### Work to be completed
For every entry, output the exact wording.

● ● ● ● ● ● ●

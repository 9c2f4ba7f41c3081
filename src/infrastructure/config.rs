use crate::application::analytics_repository::Endpoint;
use crate::domain::theme::ThemeName;
use anyhow::Context;
use config::builder::DefaultState;
use config::{ConfigBuilder, ConfigError};
use serde::Deserialize;
use std::collections::HashMap;

#[derive(Debug, Deserialize, Clone)]
pub struct DashboardConfig {
    pub server: ServerSettings,
    pub api: ApiSettings,
    pub theme: ThemeName,
    pub endpoints: EndpointTemplates,
}

#[derive(Debug, Deserialize, Clone)]
pub struct ServerSettings {
    pub bind: String,
}

#[derive(Debug, Deserialize, Clone)]
pub struct ApiSettings {
    pub base_url: String,
    pub timeout_secs: u64,
}

/// URL templates; `${base}` expands to `api.base_url`.
#[derive(Debug, Deserialize, Clone)]
pub struct EndpointTemplates {
    pub traffic: String,
    pub categories: String,
    pub radar: String,
    pub heatmap: String,
    pub recent_reports: String,
    pub sources: String,
}

impl EndpointTemplates {
    pub fn template(&self, endpoint: Endpoint) -> &str {
        match endpoint {
            Endpoint::Traffic => &self.traffic,
            Endpoint::Categories => &self.categories,
            Endpoint::Radar => &self.radar,
            Endpoint::Heatmap => &self.heatmap,
            Endpoint::RecentReports => &self.recent_reports,
            Endpoint::Sources => &self.sources,
        }
    }
}

impl DashboardConfig {
    pub fn endpoint_urls(&self) -> HashMap<Endpoint, String> {
        let mut vars = HashMap::new();
        vars.insert(
            "base".to_string(),
            self.api.base_url.trim_end_matches('/').to_string(),
        );
        Endpoint::ALL
            .into_iter()
            .map(|e| (e, prepare_endpoint(self.endpoints.template(e), &vars)))
            .collect()
    }
}

fn defaults() -> Result<ConfigBuilder<DefaultState>, ConfigError> {
    config::Config::builder()
        .set_default("server.bind", "0.0.0.0:8080")?
        .set_default("api.base_url", "http://127.0.0.1:8000")?
        .set_default("api.timeout_secs", 10)?
        .set_default("theme", "dark")?
        .set_default("endpoints.traffic", "${base}/api/v1/trends/traffic")?
        .set_default("endpoints.categories", "${base}/api/v1/dashboard/categories")?
        .set_default("endpoints.radar", "${base}/api/v1/trends/radar")?
        .set_default("endpoints.heatmap", "${base}/api/v1/dashboard/heatmap")?
        .set_default("endpoints.recent_reports", "${base}/api/v1/dashboard/recentReports")?
        .set_default("endpoints.sources", "${base}/api/v1/trends/sources")
}

/// `config/dashboard.toml` (optional) overridden by `DASHBOARD_*` variables,
/// e.g. `DASHBOARD_API__BASE_URL`.
pub fn load_dashboard_config() -> anyhow::Result<DashboardConfig> {
    let settings = defaults()?
        .add_source(config::File::with_name("config/dashboard").required(false))
        .add_source(
            config::Environment::with_prefix("DASHBOARD")
                .prefix_separator("_")
                .separator("__"),
        )
        .build()
        .context("Failed to load dashboard configuration")?;

    settings
        .try_deserialize()
        .context("Invalid dashboard configuration")
}

/// Replace template variables in an endpoint URL
pub fn prepare_endpoint(template: &str, vars: &HashMap<String, String>) -> String {
    let mut result = template.to_string();
    for (key, value) in vars {
        let placeholder = format!("${{{}}}", key);
        result = result.replace(&placeholder, value);
    }
    result
}

#[cfg(test)]
mod tests {
    use super::*;
    use config::{File, FileFormat};

    #[test]
    fn test_prepare_endpoint() {
        let mut vars = HashMap::new();
        vars.insert("base".to_string(), "http://api.local".to_string());

        let result = prepare_endpoint("${base}/api/v1/trends/radar?since=${days}", &vars);

        assert_eq!(result, "http://api.local/api/v1/trends/radar?since=${days}");
    }

    #[test]
    fn test_defaults_and_overrides() {
        let settings = defaults()
            .unwrap()
            .add_source(File::from_str(
                "theme = \"light\"\n[api]\nbase_url = \"https://example.org/\"\n",
                FileFormat::Toml,
            ))
            .build()
            .unwrap();
        let config: DashboardConfig = settings.try_deserialize().unwrap();

        assert_eq!(config.server.bind, "0.0.0.0:8080");
        assert_eq!(config.api.timeout_secs, 10);
        assert_eq!(config.theme, ThemeName::Light);

        let urls = config.endpoint_urls();
        assert_eq!(
            urls[&Endpoint::RecentReports],
            "https://example.org/api/v1/dashboard/recentReports"
        );
        assert_eq!(urls.len(), Endpoint::ALL.len());
    }
}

● ● ● ● ● ● ●

### Answer to this task
repository 9c2f4ba7f41c3081
filename src/infrastructure/config.rs
use crate::application::analytics_repository::Endpoint;
use crate::domain::theme::ThemeName;
use anyhow::Context;
use config::builder::DefaultState;
use config::{ConfigBuilder, ConfigError};
use serde::Deserialize;
use std::collections::HashMap;

#[derive(Debug, Deserialize, Clone)]
pub struct DashboardConfig {
    pub server: ServerSettings,
    pub api: ApiSettings,
    pub theme: ThemeName,
    pub endpoints: EndpointTemplates,
}

#[derive(Debug, Deserialize, Clone)]
pub struct ServerSettings {
    pub bind: String,
}

#[derive(Debug, Deserialize, Clone)]
pub struct ApiSettings {
    pub base_url: String,
    pub timeout_secs: u64,
}

/// URL templates; `${base}` expands to `api.base_url`.
#[derive(Debug, Deserialize, Clone)]
pub struct EndpointTemplates {
    pub traffic: String,
    pub categories: String,
    pub radar: String,
    pub heatmap: String,
    pub recent_reports: String,
    pub sources: String,
}

impl EndpointTemplates {
    pub fn template(&self, endpoint: Endpoint) -> &str {
        match endpoint {
            Endpoint::Traffic => &self.traffic,
            Endpoint::Categories => &self.categories,
            Endpoint::Radar => &self.radar,
            Endpoint::Heatmap => &self.heatmap,
            Endpoint::RecentReports => &self.recent_reports,
            Endpoint::Sources => &self.sources,
        }
    }
}

impl DashboardConfig {
    pub fn endpoint_urls(&self) -> HashMap<Endpoint, String> {
        let mut vars = HashMap::new();
        vars.insert(
            "base".to_string(),
            self.api.base_url.trim_end_matches('/').to_string(),
        );
        Endpoint::ALL
            .into_iter()
            .map(|e| (e, prepare_endpoint(self.endpoints.template(e), &vars)))
            .collect()
    }
}

fn defaults() -> Result<ConfigBuilder<DefaultState>, ConfigError> {
    config::Config::builder()
        .set_default("server.bind", "0.0.0.0:8080")?
        .set_default("api.base_url", "http://127.0.0.1:8000")?
        .set_default("api.timeout_secs", 10)?
        .set_default("theme", "dark")?
        .set_default("endpoints.traffic", "${base}/api/v1/trends/traffic")?
        .set_default("endpoints.categories", "${base}/api/v1/dashboard/categories")?
        .set_default("endpoints.radar", "${base}/api/v1/trends/radar")?
        .set_default("endpoints.heatmap", "${base}/api/v1/dashboard/heatmap")?
        .set_default("endpoints.recent_reports", "${base}/api/v1/dashboard/recentReports")?
        .set_default("endpoints.sources", "${base}/api/v1/trends/sources")
}

/// `config/dashboard.toml` (optional) overridden by `DASHBOARD_*` variables,
/// e.g. `DASHBOARD_API__BASE_URL`.
pub fn load_dashboard_config() -> anyhow::Result<DashboardConfig> {
    let settings = defaults()?
        .add_source(config::File::with_name("config/dashboard").required(false))
        .add_source(
            config::Environment::with_prefix("DASHBOARD")
                .prefix_separator("_")
                .separator("__"),
        )
        .build()
        .context("Failed to load dashboard configuration")?;

    settings
        .try_deserialize()
        .context("Invalid dashboard configuration")
}

/// Replace template variables in an endpoint URL
pub fn prepare_endpoint(template: &str, vars: &HashMap<String, String>) -> String {
    let mut result = template.to_string();
    for (key, value) in vars {
        let placeholder = format!("${{{}}}", key);
        result = result.replace(&placeholder, value);
    }
    result
}

#[cfg(test)]
mod tests {
    use super::*;
    use config::{File, FileFormat};

    #[test]
    fn test_prepare_endpoint() {
        let mut vars = HashMap::new();
        vars.insert("base".to_string(), "http://api.local".to_string());

        let result = prepare_endpoint("${base}/api/v1/trends/radar?since=${days}", &vars);

        assert_eq!(result, "http://api.local/api/v1/trends/radar?since=${days}");
    }

    #[test]
    fn test_defaults_and_overrides() {
        let settings = defaults()
            .unwrap()
            .add_source(File::from_str(
                "theme = \"light\"\n[api]\nbase_url = \"https://example.org/\"\n",
                FileFormat::Toml,
            ))
            .build()
            .unwrap();
        let config: DashboardConfig = settings.try_deserialize().unwrap();

        assert_eq!(config.server.bind, "0.0.0.0:8080");
        assert_eq!(config.api.timeout_secs, 10);
        assert_eq!(config.theme, ThemeName::Light);

        let urls = config.endpoint_urls();
        assert_eq!(
            urls[&Endpoint::RecentReports],
            "https://example.org/api/v1/dashboard/recentReports"
        );
        assert_eq!(urls.len(), Endpoint::ALL.len());
    }
}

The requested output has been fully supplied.